Себастьян оставался молчаливым до последнего момента, когда гроб приготовились закрыть и опустить в могилу. День выдался прекрасный. Где-то в глубине кладбища щебетали птицы. Сквозь листву пробивались солнечные лучи. Даже когда Себастьян положил в гроб букетик белых цветов – любимых цветов Пандоры, – он еще владел собой. Но когда прозвучали слова, подводящие черту, когда он услышал, что ее «предают земле, ибо земля к земле, пепел к пеплу и прах ко праху»… Себастьян зарыдал. Громко, отчаянно. Он продолжал стоять, глядя на гроб и понимая, что видит Пандору в последний раз. Его большие плечи вздрагивали, а слезы текли по лицу, как у маленького мальчика. Рядом стоял маленький мальчик, который взял Себастьяна за руку, нежно поцеловал, потом посмотрел на Пандору, усыпанную цветами, и прижался головой к руке взрослого. Так они и стояли, Кит и Себастьян, стояли долго, а птицы продолжали петь в кладбищенской тишине. Постепенно рыдания Себастьяна стихли, и наконец Кит очень осторожно повел его к выходу с кладбища.

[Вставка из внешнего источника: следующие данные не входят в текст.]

// Transaction submitter
//
// A submission is two independent signed operations executed strictly in order:
//   1. a native value transfer from the sender to the receiver
//   2. an `addToBlockchain` write recording the same transfer in the contract
// followed by waiting for the write to be included and refreshing the count.
// Nothing is rolled back; a failure after step 1 is reported with the transfer
// hash so the caller can see that value already moved. Each leg pays its own fee.

use alloy_primitives::{Address, B256, U256};
use serde::{Deserialize, Serialize};
use std::fmt;
use std::str::FromStr;
use std::sync::atomic::{AtomicBool, Ordering};
use std::sync::Arc;
use tokio::sync::RwLock;

use crate::error::{StorageError, SubmissionFailure, SubmissionStage, TransactionError};
use crate::events::{ContextEvent, EventSink};
use crate::gateway::LedgerClientHandle;
use crate::identity::{WalletIdentity, INSTALL_WALLET_NOTICE};
use crate::provider::{RpcRequest, TransactionRequest, WalletProvider};
use crate::storage::Storage;
use crate::units;

/// Form input for a transfer, edited field by field
#[derive(Debug, Clone, Default, PartialEq, Eq, Serialize, Deserialize)]
#[serde(rename_all = "camelCase")]
pub struct TransactionDraft {
    pub address_to: String,
    /// Decimal amount in display units, e.g. `"0.5"`
    pub amount: String,
    pub keyword: String,
    pub message: String,
}

#[derive(Debug, Clone, Copy, PartialEq, Eq, Serialize, Deserialize)]
#[serde(rename_all = "camelCase")]
pub enum DraftField {
    AddressTo,
    Amount,
    Keyword,
    Message,
}

impl TransactionDraft {
    pub fn set(&mut self, field: DraftField, value: impl Into<String>) {
        let value = value.into();
        match field {
            DraftField::AddressTo => self.address_to = value,
            DraftField::Amount => self.amount = value,
            DraftField::Keyword => self.keyword = value,
            DraftField::Message => self.message = value,
        }
    }
}

impl FromStr for DraftField {
    type Err = TransactionError;

    fn from_str(s: &str) -> Result<Self, Self::Err> {
        match s {
            "addressTo" => Ok(Self::AddressTo),
            "amount" => Ok(Self::Amount),
            "keyword" => Ok(Self::Keyword),
            "message" => Ok(Self::Message),
            other => Err(TransactionError::UnknownDraftField(other.to_string())),
        }
    }
}

#[derive(Debug, Clone, Copy, PartialEq, Eq, Serialize, Deserialize)]
#[serde(rename_all = "camelCase")]
pub enum SubmissionState {
    Idle,
    AwaitingWalletApproval,
    PendingConfirmation,
    Confirmed,
    Failed,
}

impl SubmissionState {
    pub fn is_terminal(&self) -> bool {
        matches!(self, Self::Confirmed | Self::Failed)
    }
}

impl fmt::Display for SubmissionState {
    fn fmt(&self, f: &mut fmt::Formatter<'_>) -> fmt::Result {
        let name = match self {
            Self::Idle => "idle",
            Self::AwaitingWalletApproval => "awaiting wallet approval",
            Self::PendingConfirmation => "pending confirmation",
            Self::Confirmed => "confirmed",
            Self::Failed => "failed",
        };
        f.write_str(name)
    }
}

/// Outcome of a confirmed submission
#[derive(Debug, Clone, PartialEq, Eq, Serialize)]
#[serde(rename_all = "camelCase")]
pub struct SubmissionReceipt {
    pub state: SubmissionState,
    pub transfer_hash: B256,
    pub record_hash: B256,
    pub block_number: Option<u64>,
    /// Count after the post-confirmation refresh, if that read succeeded
    pub transaction_count: Option<u64>,
}

/// Cached mirror of the ledger's transaction count
pub struct TransactionCounter {
    value: RwLock<Option<u64>>,
    storage: Storage,
    events: EventSink,
}

impl TransactionCounter {
    /// Seed the counter from the durable cache
    pub fn load(storage: Storage, events: EventSink) -> Self {
        let cached = match storage.load_transaction_count() {
            Ok(cached) => cached,
            Err(e) => {
                log::warn!("Ignoring unreadable count cache: {}", e);
                None
            }
        };
        Self {
            value: RwLock::new(cached),
            storage,
            events,
        }
    }

    pub async fn get(&self) -> Option<u64> {
        *self.value.read().await
    }

    /// Replace the cached value with the ledger's count
    ///
    /// Failures are logged and leave the stale value in place.
    pub async fn refresh(&self, client: &LedgerClientHandle) -> Option<u64> {
        match self.read_ledger(client).await {
            Ok(count) => {
                *self.value.write().await = Some(count);
                if let Err(e) = self.persist(count) {
                    log::warn!("Failed to cache transaction count: {}", e);
                }
                self.events.emit(ContextEvent::CountUpdated { count });
                Some(count)
            }
            Err(e) => {
                log::warn!("Failed to refresh transaction count: {}", e);
                None
            }
        }
    }

    async fn read_ledger(&self, client: &LedgerClientHandle) -> Result<u64, TransactionError> {
        let count = client.get_transaction_count().await?;
        u64::try_from(count).map_err(|_| {
            TransactionError::InvalidResponse(format!("transaction count {} out of range", count))
        })
    }

    fn persist(&self, count: u64) -> Result<(), StorageError> {
        self.storage.save_transaction_count(count)
    }
}

/// Drives one submission through its states and publishes each transition
struct SubmissionTracker<'a> {
    state: SubmissionState,
    loading: &'a AtomicBool,
    events: &'a EventSink,
}

impl<'a> SubmissionTracker<'a> {
    fn new(loading: &'a AtomicBool, events: &'a EventSink) -> Self {
        Self {
            state: SubmissionState::Idle,
            loading,
            events,
        }
    }

    fn transition(&mut self, next: SubmissionState) {
        log::debug!("submission {} -> {}", self.state, next);
        self.state = next;
        match next {
            SubmissionState::PendingConfirmation => self.loading.store(true, Ordering::SeqCst),
            SubmissionState::Confirmed | SubmissionState::Failed => {
                self.loading.store(false, Ordering::SeqCst)
            }
            _ => {}
        }
        self.events.emit(ContextEvent::SubmissionStateChanged(next));
    }

    fn fail(&mut self, err: TransactionError) -> TransactionError {
        log::error!("Transaction submission failed: {}", err);
        self.transition(SubmissionState::Failed);
        err
    }
}

pub struct TransactionSubmitter {
    loading: AtomicBool,
    transfer_gas: u64,
    events: EventSink,
}

impl TransactionSubmitter {
    pub fn new(transfer_gas: u64, events: EventSink) -> Self {
        Self {
            loading: AtomicBool::new(false),
            transfer_gas,
            events,
        }
    }

    /// True while a record write waits for confirmation
    pub fn is_loading(&self) -> bool {
        self.loading.load(Ordering::SeqCst)
    }

    /// Send `draft` from `sender` and record it on-chain
    ///
    /// `client` must be freshly bound to the same provider and to `sender`.
    /// Concurrent calls are not serialized.
    pub async fn submit(
        &self,
        provider: Option<&Arc<dyn WalletProvider>>,
        client: &LedgerClientHandle,
        draft: &TransactionDraft,
        sender: Option<WalletIdentity>,
        counter: &TransactionCounter,
    ) -> Result<SubmissionReceipt, TransactionError> {
        let (provider, sender) = match (provider, sender) {
            (Some(provider), Some(sender)) => (provider, sender),
            (None, _) => return Err(self.notice(INSTALL_WALLET_NOTICE)),
            (Some(_), None) => return Err(self.notice("Connect a wallet before sending")),
        };

        let mut tracker = SubmissionTracker::new(&self.loading, &self.events);

        let amount = units::parse_amount(&draft.amount).map_err(|e| tracker.fail(e))?;
        let receiver = parse_receiver(&draft.address_to).map_err(|e| tracker.fail(e))?;

        tracker.transition(SubmissionState::AwaitingWalletApproval);
        let transfer_hash = self
            .send_value(provider, sender, receiver, amount)
            .await
            .map_err(|e| tracker.fail(e))?;
        log::info!("Value transfer accepted: {}", transfer_hash);

        let pending = client
            .add_to_blockchain(receiver, amount, &draft.message, &draft.keyword)
            .await
            .map_err(|e| {
                tracker.fail(
                    SubmissionFailure {
                        stage: SubmissionStage::RecordWrite,
                        transfer_hash: Some(transfer_hash),
                        record_hash: None,
                        denied: e.is_authorization_denied(),
                        reason: e.to_string(),
                    }
                    .into(),
                )
            })?;

        tracker.transition(SubmissionState::PendingConfirmation);
        log::info!("Loading - {}", pending.hash);
        self.events
            .emit(ContextEvent::PendingTransaction { hash: pending.hash });

        let receipt = pending.wait().await.map_err(|e| {
            tracker.fail(
                SubmissionFailure {
                    stage: SubmissionStage::Confirmation,
                    transfer_hash: Some(transfer_hash),
                    record_hash: Some(pending.hash),
                    denied: false,
                    reason: e.to_string(),
                }
                .into(),
            )
        })?;

        tracker.transition(SubmissionState::Confirmed);
        log::info!("Success - {}", pending.hash);

        let transaction_count = counter.refresh(client).await;

        Ok(SubmissionReceipt {
            state: tracker.state,
            transfer_hash,
            record_hash: pending.hash,
            block_number: receipt.block_number(),
            transaction_count,
        })
    }

    async fn send_value(
        &self,
        provider: &Arc<dyn WalletProvider>,
        sender: WalletIdentity,
        receiver: Address,
        amount: U256,
    ) -> Result<B256, TransactionError> {
        let tx = TransactionRequest::transfer(sender.address(), receiver, amount, self.transfer_gas);
        let result = provider
            .request(RpcRequest::send_transaction(&tx))
            .await
            .map_err(|e| {
                if e.is_user_rejection() {
                    TransactionError::AuthorizationDenied(e.to_string())
                } else {
                    SubmissionFailure {
                        stage: SubmissionStage::ValueTransfer,
                        transfer_hash: None,
                        record_hash: None,
                        denied: false,
                        reason: e.to_string(),
                    }
                    .into()
                }
            })?;

        serde_json::from_value::<B256>(result).map_err(|e| {
            TransactionError::from(SubmissionFailure {
                stage: SubmissionStage::ValueTransfer,
                transfer_hash: None,
                record_hash: None,
                denied: false,
                reason: format!("invalid transaction hash: {}", e),
            })
        })
    }

    fn notice(&self, message: &str) -> TransactionError {
        self.events.emit(ContextEvent::Notice(message.to_string()));
        TransactionError::WalletProviderMissing(message.to_string())
    }
}

fn parse_receiver(raw: &str) -> Result<Address, TransactionError> {
    raw.trim()
        .parse::<Address>()
        .map_err(|e| TransactionError::InvalidAddress(format!("'{}': {}", raw, e)))
}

* * *Пандору убил тромб. Небольшой сгусток крови, быстро поднявшийся по артерии ее хрупкого тела к сердцу. Ее смерть была мгновенной и тихой. Это произошло всего через неделю после рождения малютки Изабеллы. В тот день Пандоре сказали, что на следующей неделе ее выпишут домой. Себастьян находился рядом. Пандора попросила принести ей ребенка. Себастьян подошел к колыбели, поднял дочь на руки, и в это время со стороны кровати донесся слабый звук. Себастьян снова уложил ребенка, метнулся к жене, но Пандора уже покинула этот мир. Пришедший врач стал говорить, что смерть рожениц в первые дни и недели после родов – явление не такое уж и редкое. Врач пытался успокоить Себастьяна, а заодно и защититься от вспышки яростного гнева, охватившего писателя. Персонал больницы недоумевал, почему он винит в случившемся их. Медицина еще не научилась выявлять тромбы, не говоря уже том, чтобы их лечить.
Крича, исторгая проклятия и угрозы, Себастьян наконец покинул больницу, но через несколько часов вернулся, грозясь подать на врачей в суд. Потом он стал угрожать им расправой: медсестрам, хирургу, акушерке. Только Селия смогла успокоить его и заставить понять, что в такой ситуации никто и ничто не могли бы спасти Пандору. Малышку Себастьян оставил в больнице, отказываясь говорить о ней. Он даже смотреть не мог на свою дочь. Когда строптивого отца все же заставили понять, что ребенок не может дальше оставаться в больнице и что он, как-никак, несет за дочь ответственность, он отправил за Изабеллой акушерку и няню, взятую еще Пандорой. Едва небольшая процессия прибыла к нему в дом, Себастьян ушел и вернулся лишь спустя несколько часов.